It was a national nightmare wrapped in catastrophe, but it is finally over. At long last, the 2011 NFL lockout has come to an end. It was pretty touch and go there for a while, but cooler heads prevailed. Although the work stoppage would have had to persist for over four more months if it were to interfere at all with the 2011 regular season, football fans across the country and around the world can rejoice that the highlight of the NFL entering the autumn will not be NFL Player’s Association executive director DeMaurice Smith’s hats. As kick-ass as Smith’s fedora arsenal might be, I feel that I can speak for the legions of civilians that fund this nine billion dollar industry that we all expect to be ready for some football come September.

Granted, although U.S. District Court judge Susan Richard Nelson ruled in favor of the players union in ordering the NFL owners to lift the lockout, the league is not quite back on firm ground yet. The owners are already in the process of appealing Nelson’s ruling to the Eighth Circuit Court; if the court chooses to hear the case, the NFL will be transformed into a legal merry-go-round once again. Also, even if the Eighth Circuit Court denies the appeal and the lockout is permanently ended, there is the matter of a collective bargaining agreement (CBA), or the absence thereof. Without a CBA in place, the labor relations of the NFL invariably descend into disarray. Teams can operate without spending limits! The free agency landscape becomes a Wild West free-for-all!
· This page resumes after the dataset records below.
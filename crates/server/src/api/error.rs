//! Mapping of core errors onto HTTP responses.

use axum::{http::StatusCode, Json};
use serde::Serialize;
use tracing::{error, warn};

use convertino_core::{InspectError, LedgerError, OrchestratorError, RegistryError};

/// JSON body returned with every error status.
#[derive(Debug, Serialize)]
pub struct ErrorResponse {
    pub error: String,
}

pub type ApiError = (StatusCode, Json<ErrorResponse>);

pub fn api_error(status: StatusCode, message: impl Into<String>) -> ApiError {
    (
        status,
        Json(ErrorResponse {
            error: message.into(),
        }),
    )
}

pub fn registry_error(e: RegistryError) -> ApiError {
    let status = match &e {
        RegistryError::NotFound(_) => StatusCode::NOT_FOUND,
        RegistryError::Active(_) => StatusCode::CONFLICT,
        RegistryError::UnsupportedType { .. } | RegistryError::InvalidTarget { .. } => {
            StatusCode::UNPROCESSABLE_ENTITY
        }
        RegistryError::Inspect(InspectError::Io(_)) => StatusCode::INTERNAL_SERVER_ERROR,
        RegistryError::Inspect(_) => StatusCode::UNPROCESSABLE_ENTITY,
    };
    if status.is_server_error() {
        error!("Registry request failed: {}", e);
    } else {
        warn!("Registry request rejected: {}", e);
    }
    api_error(status, e.to_string())
}

pub fn orchestrator_error(e: OrchestratorError) -> ApiError {
    match e {
        OrchestratorError::Registry(e) => registry_error(e),
        OrchestratorError::NotRunning => {
            warn!("Request refused: {}", e);
            api_error(StatusCode::SERVICE_UNAVAILABLE, e.to_string())
        }
    }
}

pub fn ledger_error(e: LedgerError) -> ApiError {
    error!("Ledger request failed: {}", e);
    api_error(StatusCode::INTERNAL_SERVER_ERROR, e.to_string())
}

#[cfg(test)]
mod tests {
    use super::*;
    use convertino_core::FileId;

    #[test]
    fn test_registry_error_statuses() {
        let (status, _) = registry_error(RegistryError::NotFound(FileId::new(1)));
        assert_eq!(status, StatusCode::NOT_FOUND);

        let (status, _) = registry_error(RegistryError::Active(FileId::new(1)));
        assert_eq!(status, StatusCode::CONFLICT);

        let (status, body) = registry_error(RegistryError::Inspect(InspectError::NotFound {
            path: "/missing.mov".into(),
        }));
        assert_eq!(status, StatusCode::UNPROCESSABLE_ENTITY);
        assert!(body.0.error.contains("/missing.mov"));
    }

    #[test]
    fn test_orchestrator_error_unwraps_registry() {
        let (status, _) = orchestrator_error(OrchestratorError::Registry(
            RegistryError::Active(FileId::new(3)),
        ));
        assert_eq!(status, StatusCode::CONFLICT);

        let (status, _) = orchestrator_error(OrchestratorError::NotRunning);
        assert_eq!(status, StatusCode::SERVICE_UNAVAILABLE);
    }
}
Peyton Hillis is selected to be on the cover of Madden NFL 12! It’s a madhouse! A madhouse!

(Tangent: alright, Peyton Hillis making the Madden cover has nothing to do with the labor situation, but can we all agree that a Cleveland Brown pulling off a monumental upset to win a league popularity contest is pretty indicative of the pandemonium that is this offseason? Are we all on board with that sentiment? Okay, good.)
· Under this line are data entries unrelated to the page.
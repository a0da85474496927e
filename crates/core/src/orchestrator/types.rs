//! Types for the conversion orchestrator.

use serde::{Deserialize, Serialize};
use std::fmt;
use thiserror::Error;
use uuid::Uuid;

use crate::registry::{FileId, RegistryError};

/// Identity of one dispatch of a file to the engine.
///
/// A fresh handle is minted every time a job is dispatched, so a result
/// arriving for a handle that is no longer tracked belongs to an earlier,
/// cancelled attempt and is discarded.
#[derive(Debug, Clone, Copy, PartialEq, Eq, Hash, Serialize, Deserialize)]
#[serde(transparent)]
pub struct JobHandle(Uuid);

impl JobHandle {
    pub fn new() -> Self {
        Self(Uuid::new_v4())
    }
}

impl Default for JobHandle {
    fn default() -> Self {
        Self::new()
    }
}

impl fmt::Display for JobHandle {
    fn fmt(&self, f: &mut fmt::Formatter<'_>) -> fmt::Result {
        write!(f, "{}", self.0)
    }
}

/// Why a file was not queued by `start`.
#[derive(Debug, Clone, Copy, PartialEq, Eq, Error, Serialize, Deserialize)]
#[serde(rename_all = "snake_case")]
pub enum SkipReason {
    #[error("file is not registered")]
    NotFound,
    #[error("file type is not supported")]
    Unsupported,
    #[error("no target extension selected")]
    NoTarget,
    #[error("file is already queued or processing")]
    AlreadyActive,
}

/// A file that `start` refused to queue.
#[derive(Debug, Clone, PartialEq, Eq, Serialize, Deserialize)]
pub struct SkippedJob {
    pub id: FileId,
    pub reason: SkipReason,
}

/// Outcome of a `start` request.
#[derive(Debug, Clone, Default, PartialEq, Eq, Serialize, Deserialize)]
pub struct BatchReport {
    /// Files queued, in enqueue order.
    pub queued: Vec<FileId>,
    pub skipped: Vec<SkippedJob>,
}

/// Terminal outcomes counted since the active set was last empty.
#[derive(Debug, Clone, Copy, Default, PartialEq, Eq, Serialize, Deserialize)]
pub struct BatchSummary {
    pub succeeded: usize,
    pub failed: usize,
    pub cancelled: usize,
}

impl BatchSummary {
    pub fn total(&self) -> usize {
        self.succeeded + self.failed + self.cancelled
    }
}

/// Snapshot of the scheduler.
#[derive(Debug, Clone, Default, PartialEq, Eq, Serialize, Deserialize)]
pub struct OrchestratorStatus {
    /// Whether the scheduler task is running.
    pub running: bool,
    /// Jobs waiting for a slot.
    pub queued: usize,
    /// Jobs currently dispatched to the engine.
    pub processing: usize,
    /// Concurrency limit in effect.
    pub limit: usize,
    /// Queued and processing file ids.
    pub active_ids: Vec<FileId>,
}

/// Errors that can occur during orchestration.
#[derive(Debug, Error)]
pub enum OrchestratorError {
    /// The scheduler task is not running.
    #[error("orchestrator is not running")]
    NotRunning,

    /// Registry error while purging entries.
    #[error("registry error: {0}")]
    Registry(#[from] RegistryError),
}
I just have one question about this whole thing: why in Roger Goodell’s name were we fans all so worked up about the lockout? The old CBA expired on March 3, the lockout was lifted on April 25, and the sports media covered the legal proceedings every single day, whether anything had actually proceeded or not. Let’s be serious here, the NFL lockout was a potpourri of pettiness, and yet it was front and center in the sports-viewing public consciousness. It combined a financial conflict between the filthy, stinking rich and the simply stinking rich. A legal drama completely immersed in America’s favorite sport, so much so that NFL draft prospect Von Miller’s first interaction with the league will now, and forever be, as a defendant alongside the NFLPA. The media coverage was so fascinating it was second only to CSPAN in terms of gripping stories.

In all of the English language, I cannot think of a word that properly describes such an amalgamation of inconsequential bickering masquerading as a monolithic, cataclysmic breaking new story, so I am forced to make one up. To Roger Goodell and DeMaurice Smith, I offer my congratulations. You, good sirs, have overseen the creation of the first turclusterfucken in sports history. I would say it is the first turclusterfucken in world history, although I bet this categorization would be used quite copiously in Washington, D.C. had it existed before last sentence.
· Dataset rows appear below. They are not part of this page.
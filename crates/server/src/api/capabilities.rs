use axum::{
    extract::{Path, State},
    Json,
};
use std::sync::Arc;

use convertino_core::{CapabilityTable, ExtensionInfo};

use crate::state::AppState;

/// Classification and reachable outputs for an extension.
pub async fn describe_extension(
    State(state): State<Arc<AppState>>,
    Path(extension): Path<String>,
) -> Json<ExtensionInfo> {
    Json(state.context().describe(&extension))
}

/// The whole capability table.
pub async fn get_capabilities(State(state): State<Arc<AppState>>) -> Json<CapabilityTable> {
    Json(state.context().capabilities().clone())
}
So, where do we go from here? Do we, as a cohesive sports-viewing public, have it in us to go back to our traditional lives of ingesting every training camp rumor? Or has this harrowing past month and a half been too much? Can we really be expected to provide the level of emotion necessary to the issue of Cam Newton becoming the first player taken first overall in the NFL Draft to have already had a statue commissioned in his likeness? Are we ready to commit that much again?

Hey, wait—a statue of Cam Newton? Auburn University commissioned a statue of Cam Newton? The guy was only there one year! His last game for the Tigers was just three months ago! After all of the controversy surrounding Newton, whether his fault or not, after all of the damage done to the image of the Tigers and Auburn at large from an ethical standpoint, they commissioned a statue of the guy before he is even on an NFL team? That’s absurd!

Wait—all right then. Maybe we’re not going to have much of an issue with the transition after all. Welcome back, National Football League. Our days of overreacting to you are finally over.